Мы шли своим путем без ограничений, без помех, без принуждения, без страха; но как было не натолкнуться на некую преграду? Ведь в карманах у нас было не густо; мои заработки были скудными, Сартр проживал небольшое наследство, которое досталось ему от бабушки с отцовской стороны, а магазины ломились от недоступных вещей, и шикарные места были для нас закрыты. Этим запретам мы противопоставляли безразличие и даже презрение.

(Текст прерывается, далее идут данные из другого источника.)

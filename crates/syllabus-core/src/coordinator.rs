//! [`SubjectCoordinator`]: the single writer of a loaded subject.
//!
//! Every state-changing operation runs the same two-phase cycle: issue the
//! mutation, and only if it succeeds, refetch the whole subject and replace the
//! local snapshot. A failed mutation never reaches the refetch phase, so the
//! snapshot is always exactly some fetched server state.
//!
//! Cycles are tagged with a ticket when their mutation is issued. A fetched
//! subject is applied only if its ticket is newer than the last applied one,
//! so if callers overlap cycles the later-issued one wins no matter which
//! response lands first. Callers are still expected to hold off new mutations
//! while [`Status::mutate_in_flight`] is set.

use std::{
  future::Future,
  sync::{Arc, Mutex, MutexGuard, PoisonError},
};

use tokio::sync::watch;
use tracing::{debug, warn};
use uuid::Uuid;

use crate::{
  OperationError, Result,
  content::{ContentEntry, duplicate_positions, merge},
  draft::{new_quiz, new_topic, next_position, validate_title},
  store::SubjectStore,
  subject::{Subject, SubjectField, SubjectPatch},
  user::User,
};

// ─── Status ──────────────────────────────────────────────────────────────────

/// Where the coordinator is in its mutate-then-refetch cycle.
#[derive(Debug, Clone, Copy, Default, PartialEq, Eq)]
pub enum Phase {
  #[default]
  Idle,
  Mutating,
  Refetching,
}

/// Flags the presentation layer gates its controls on.
#[derive(Debug, Clone, Copy, Default, PartialEq, Eq)]
pub struct Status {
  pub phase:            Phase,
  /// A fetch (initial load or post-mutation refetch) is outstanding.
  pub fetch_in_flight:  bool,
  /// A cycle has been issued and its refetch has not landed yet.
  pub mutate_in_flight: bool,
  /// Incremented every time a fetched subject replaces the snapshot.
  pub revision:         u64,
}

// ─── State cell ──────────────────────────────────────────────────────────────

/// A fetched subject together with the merged sequence computed from it.
struct Snapshot {
  subject: Arc<Subject>,
  content: Arc<[ContentEntry]>,
}

#[derive(Default)]
struct State {
  snapshot:       Option<Snapshot>,
  last_ticket:    u64,
  applied_ticket: u64,
  loading:        usize,
  mutating:       usize,
  refetching:     usize,
  revision:       u64,
  closed:         bool,
}

impl State {
  fn status(&self) -> Status {
    let phase = if self.mutating > 0 {
      Phase::Mutating
    } else if self.refetching > 0 {
      Phase::Refetching
    } else {
      Phase::Idle
    };
    Status {
      phase,
      fetch_in_flight: self.loading + self.refetching > 0,
      mutate_in_flight: self.mutating + self.refetching > 0,
      revision: self.revision,
    }
  }

  fn issue_ticket(&mut self) -> u64 {
    self.last_ticket += 1;
    self.last_ticket
  }

  fn apply(&mut self, ticket: u64, subject: Subject) {
    if self.closed {
      debug!(ticket, "coordinator closed; dropping fetched subject");
      return;
    }
    if ticket <= self.applied_ticket {
      debug!(ticket, applied = self.applied_ticket, "dropping stale fetch result");
      return;
    }

    let content: Arc<[ContentEntry]> = merge(&subject.topics, &subject.quizzes).into();
    let dupes = duplicate_positions(&content);
    if !dupes.is_empty() {
      warn!(subject_id = %subject.subject_id, positions = ?dupes, "content positions are not unique");
    }

    self.snapshot = Some(Snapshot { subject: Arc::new(subject), content });
    self.applied_ticket = ticket;
    self.revision += 1;
  }
}

// ─── Coordinator ─────────────────────────────────────────────────────────────

/// Orchestrates every mutation against one subject and owns its snapshot.
pub struct SubjectCoordinator<S> {
  store:      Arc<S>,
  subject_id: Uuid,
  state:      Mutex<State>,
  status:     watch::Sender<Status>,
}

impl<S: SubjectStore> SubjectCoordinator<S> {
  /// Create a coordinator for `subject_id`. Nothing is fetched until
  /// [`Self::load`] is called.
  pub fn new(store: Arc<S>, subject_id: Uuid) -> Self {
    Self {
      store,
      subject_id,
      state: Mutex::new(State::default()),
      status: watch::Sender::new(Status::default()),
    }
  }

  pub fn subject_id(&self) -> Uuid { self.subject_id }

  /// The last applied subject, if any fetch has succeeded.
  pub fn subject(&self) -> Option<Arc<Subject>> {
    self.lock().snapshot.as_ref().map(|s| s.subject.clone())
  }

  /// The merged topic/quiz sequence of the current snapshot.
  pub fn content(&self) -> Arc<[ContentEntry]> {
    self
      .lock()
      .snapshot
      .as_ref()
      .map_or_else(|| Arc::from(Vec::new()), |s| s.content.clone())
  }

  pub fn status(&self) -> Status { self.lock().status() }

  /// Receive every status change, including snapshot revisions.
  pub fn subscribe(&self) -> watch::Receiver<Status> { self.status.subscribe() }

  /// Mark the coordinator torn down; results that land afterwards are dropped.
  pub fn close(&self) { self.update(|s| s.closed = true); }

  // ── Operations ────────────────────────────────────────────────────────────

  /// Fetch the subject and replace the snapshot.
  pub async fn load(&self) -> Result<()> {
    let ticket = self.update(|s| {
      s.loading += 1;
      s.issue_ticket()
    });
    let fetched = self.fetch().await;
    self.update(|s| {
      s.loading -= 1;
      fetched.map(|subject| s.apply(ticket, subject))
    })
  }

  pub async fn update_field(&self, field: SubjectField, value: impl Into<String>) -> Result<()> {
    self.require_loaded()?;
    let patch = SubjectPatch::field(field, value);
    self
      .run_cycle("update_field", self.store.update_subject(self.subject_id, patch))
      .await
  }

  pub async fn set_published(&self, is_published: bool) -> Result<()> {
    self.require_loaded()?;
    let patch = SubjectPatch::published(is_published);
    self
      .run_cycle("set_published", self.store.update_subject(self.subject_id, patch))
      .await
  }

  pub async fn assign_user(&self, user: &User) -> Result<()> {
    self.require_loaded()?;
    self
      .run_cycle(
        "assign_user",
        self.store.assign_users(self.subject_id, vec![user.user_id]),
      )
      .await
  }

  pub async fn unassign_user(&self, user: &User) -> Result<()> {
    self.require_loaded()?;
    self
      .run_cycle(
        "unassign_user",
        self.store.unassign_users(self.subject_id, vec![user.user_id]),
      )
      .await
  }

  /// Append a topic after the current last entry.
  pub async fn add_topic(&self, title: &str) -> Result<()> {
    let title = validate_title(title)?;
    let draft = new_topic(self.subject_id, self.insertion_point()?, &title)?;
    self.run_cycle("add_topic", self.store.create_topic(draft)).await
  }

  /// Append a quiz after the current last entry.
  pub async fn add_quiz(&self, title: &str) -> Result<()> {
    let title = validate_title(title)?;
    let draft = new_quiz(self.subject_id, self.insertion_point()?, &title)?;
    self.run_cycle("add_quiz", self.store.create_quiz(draft)).await
  }

  // ── Internals ─────────────────────────────────────────────────────────────

  async fn run_cycle<T>(
    &self,
    op: &'static str,
    mutation: impl Future<Output = Result<T, S::Error>>,
  ) -> Result<()> {
    let ticket = self.update(|s| {
      s.mutating += 1;
      s.issue_ticket()
    });
    debug!(subject_id = %self.subject_id, ticket, op, "mutation issued");

    if let Err(e) = mutation.await {
      let err: OperationError = e.into();
      warn!(subject_id = %self.subject_id, ticket, op, error = %err, "mutation failed");
      self.update(|s| s.mutating -= 1);
      return Err(err);
    }

    self.update(|s| {
      s.mutating -= 1;
      s.refetching += 1;
    });
    let fetched = self.fetch().await;
    if let Err(e) = &fetched {
      warn!(subject_id = %self.subject_id, ticket, op, error = %e, "refetch after mutation failed");
    }
    self.update(|s| {
      s.refetching -= 1;
      fetched.map(|subject| s.apply(ticket, subject))
    })
  }

  async fn fetch(&self) -> Result<Subject> {
    self
      .store
      .get_subject(self.subject_id)
      .await
      .map_err(Into::<OperationError>::into)?
      .ok_or_else(|| OperationError::not_found(format!("subject {} not found", self.subject_id)))
  }

  fn require_loaded(&self) -> Result<()> {
    if self.lock().snapshot.is_none() {
      return Err(OperationError::not_found(format!(
        "subject {} is not loaded",
        self.subject_id
      )));
    }
    Ok(())
  }

  /// Position for a new entry, derived from the latest applied snapshot.
  fn insertion_point(&self) -> Result<u32> {
    self.require_loaded()?;
    Ok(next_position(self.content().len()))
  }

  fn lock(&self) -> MutexGuard<'_, State> {
    self.state.lock().unwrap_or_else(PoisonError::into_inner)
  }

  /// Mutate the state cell and publish the resulting status.
  fn update<R>(&self, f: impl FnOnce(&mut State) -> R) -> R {
    let mut state = self.lock();
    let out = f(&mut state);
    self.status.send_replace(state.status());
    out
  }
}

Мы не были аскетами, конечно, нет; но теперь, как и прежде — и Сартр был в этом похож на меня, — реальное значение для меня имели лишь доступные вещи, а главное, те, какими я располагала; я с таким наслаждением отдавалась своим желаниям, своим удовольствиям, что у меня просто не оставалось сил, чтобы растрачивать их на пустые мечты. Зачем нам было сожалеть о невозможности прокатиться на автомобиле, если, прогуливаясь пешком вдоль канала Сен-Мартен и по набережной Берси, мы делали столько открытий? Когда в моей комнате мы ели хлеб с гусиной печенкой или ужинали в дешевом ресторане «Демори», где Сартру так нравился густой запах пива и кислой капусты, мы вовсе не чувствовали себя обделенными. По вечерам в «Фальстафе» или в «Коллеж Инн» мы пили без разбора мартини, «бронкс», «сайдкар», баккарди; я пристрастилась к коктейлям с медом в «Викингах» и фирменным коктейлям с абрикосом в «Бек де Газ» на бульваре Монпарнас: что еще могли бы нам предложить в баре отеля «Ритц»? У нас случались свои праздники. Как-то вечером в «Викингах» я ела курицу с голубикой, тем временем оркестр играл на эстраде модную мелодию «Pagan Love Song». Я знала, что это пиршество не вызвало бы у меня восторга, если бы не было необычным. Сама скромность наших ресурсов способствовала моему счастью.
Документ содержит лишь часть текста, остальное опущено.